A verbatim reprint of the records below is what this exercise asks for.

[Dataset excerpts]
|---|
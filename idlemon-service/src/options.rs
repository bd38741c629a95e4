use idlemon::config::EngineOptions;
use serde::{
    Deserialize,
    Serialize,
};

fn default_max_team_size() -> usize {
    6
}

fn default_starter_reward() -> u32 {
    10000
}

fn default_starter_items() -> Vec<(String, u32)> {
    Vec::from_iter([
        ("Poke Ball".to_owned(), 10),
        ("Super Ball".to_owned(), 10),
        ("Poción".to_owned(), 5),
    ])
}

fn default_heal_amount() -> u16 {
    20
}

fn default_unlimited_stock() -> u32 {
    9999
}

/// Options for configuring [`GameService`][`crate::GameService`].
#[derive(Debug, Clone, PartialEq, Eq, Serialize, Deserialize)]
pub struct GameServiceOptions {
    /// Options for creating and growing Mons.
    #[serde(default)]
    pub engine: EngineOptions,

    /// Seed for the service's random number generator.
    ///
    /// A random seed is used if absent.
    #[serde(default)]
    pub seed: Option<u64>,

    /// Number of Mons that can be on a player's active team.
    ///
    /// Additional Mons go to the PC box.
    #[serde(default = "default_max_team_size")]
    pub max_team_size: usize,

    /// Pokédollars given for choosing a starter.
    #[serde(default = "default_starter_reward")]
    pub starter_reward: u32,

    /// Items, by name, given for choosing a starter.
    #[serde(default = "default_starter_items")]
    pub starter_items: Vec<(String, u32)>,

    /// HP restored by healing items that do not specify an amount.
    #[serde(default = "default_heal_amount")]
    pub default_heal_amount: u16,

    /// Stock value of shop entries that never run out.
    #[serde(default = "default_unlimited_stock")]
    pub unlimited_stock: u32,

    /// Pokédollars of new accounts.
    #[serde(default)]
    pub initial_pokedollars: u32,
}

impl Default for GameServiceOptions {
    fn default() -> Self {
        Self {
            engine: EngineOptions::default(),
            seed: None,
            max_team_size: default_max_team_size(),
            starter_reward: default_starter_reward(),
            starter_items: default_starter_items(),
            default_heal_amount: default_heal_amount(),
            unlimited_stock: default_unlimited_stock(),
            initial_pokedollars: 0,
        }
    }
}
use anyhow::Result;

use crate::{
    ItemData,
    MoveData,
    ShopEntry,
    SpeciesData,
};

/// Collection of tables for all catalog data.
///
/// This trait can be implemented for different data sources, such as an external database or disk.
/// Catalog data is read-only: it is populated by import jobs and never written by the game.
pub trait DataStore: Send + Sync {
    /// Gets a species by Pokédex number.
    fn get_species(&self, pokedex_id: u32) -> Result<Option<SpeciesData>>;
    /// Gets a move by ID.
    fn get_move(&self, id: u32) -> Result<Option<MoveData>>;
    /// Gets an item template by ID.
    fn get_item(&self, id: u32) -> Result<Option<ItemData>>;
    /// Gets an item template by name, ignoring case.
    fn get_item_by_name(&self, name: &str) -> Result<Option<ItemData>>;
    /// Gets a shop entry by ID.
    fn get_shop_entry(&self, id: u32) -> Result<Option<ShopEntry>>;
    /// Gets all shop entries, ordered by ID.
    fn all_shop_entries(&self) -> Result<Vec<ShopEntry>>;
}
|---|
**Reply**:
filename idlemon-service/src/options.rs
repository bd38741c629a95e4
use idlemon::config::EngineOptions;
use serde::{
    Deserialize,
    Serialize,
};

fn default_max_team_size() -> usize {
    6
}

fn default_starter_reward() -> u32 {
    10000
}

fn default_starter_items() -> Vec<(String, u32)> {
    Vec::from_iter([
        ("Poke Ball".to_owned(), 10),
        ("Super Ball".to_owned(), 10),
        ("Poción".to_owned(), 5),
    ])
}

fn default_heal_amount() -> u16 {
    20
}

fn default_unlimited_stock() -> u32 {
    9999
}

/// Options for configuring [`GameService`][`crate::GameService`].
#[derive(Debug, Clone, PartialEq, Eq, Serialize, Deserialize)]
pub struct GameServiceOptions {
    /// Options for creating and growing Mons.
    #[serde(default)]
    pub engine: EngineOptions,

    /// Seed for the service's random number generator.
    ///
    /// A random seed is used if absent.
    #[serde(default)]
    pub seed: Option<u64>,

    /// Number of Mons that can be on a player's active team.
    ///
    /// Additional Mons go to the PC box.
    #[serde(default = "default_max_team_size")]
    pub max_team_size: usize,

    /// Pokédollars given for choosing a starter.
    #[serde(default = "default_starter_reward")]
    pub starter_reward: u32,

    /// Items, by name, given for choosing a starter.
    #[serde(default = "default_starter_items")]
    pub starter_items: Vec<(String, u32)>,

    /// HP restored by healing items that do not specify an amount.
    #[serde(default = "default_heal_amount")]
    pub default_heal_amount: u16,

    /// Stock value of shop entries that never run out.
    #[serde(default = "default_unlimited_stock")]
    pub unlimited_stock: u32,

    /// Pokédollars of new accounts.
    #[serde(default)]
    pub initial_pokedollars: u32,
}

impl Default for GameServiceOptions {
    fn default() -> Self {
        Self {
            engine: EngineOptions::default(),
            seed: None,
            max_team_size: default_max_team_size(),
            starter_reward: default_starter_reward(),
            starter_items: default_starter_items(),
            default_heal_amount: default_heal_amount(),
            unlimited_stock: default_unlimited_stock(),
            initial_pokedollars: 0,
        }
    }
}
use anyhow::Result;

use crate::{
    ItemData,
    MoveData,
    ShopEntry,
    SpeciesData,
};

/// Collection of tables for all catalog data.
///
/// This trait can be implemented for different data sources, such as an external database or disk.
/// Catalog data is read-only: it is populated by import jobs and never written by the game.
pub trait DataStore: Send + Sync {
    /// Gets a species by Pokédex number.
    fn get_species(&self, pokedex_id: u32) -> Result<Option<SpeciesData>>;
    /// Gets a move by ID.
    fn get_move(&self, id: u32) -> Result<Option<MoveData>>;
    /// Gets an item template by ID.
    fn get_item(&self, id: u32) -> Result<Option<ItemData>>;
    /// Gets an item template by name, ignoring case.
    fn get_item_by_name(&self, name: &str) -> Result<Option<ItemData>>;
    /// Gets a shop entry by ID.
    fn get_shop_entry(&self, id: u32) -> Result<Option<ShopEntry>>;
    /// Gets all shop entries, ordered by ID.
    fn all_shop_entries(&self) -> Result<Vec<ShopEntry>>;
}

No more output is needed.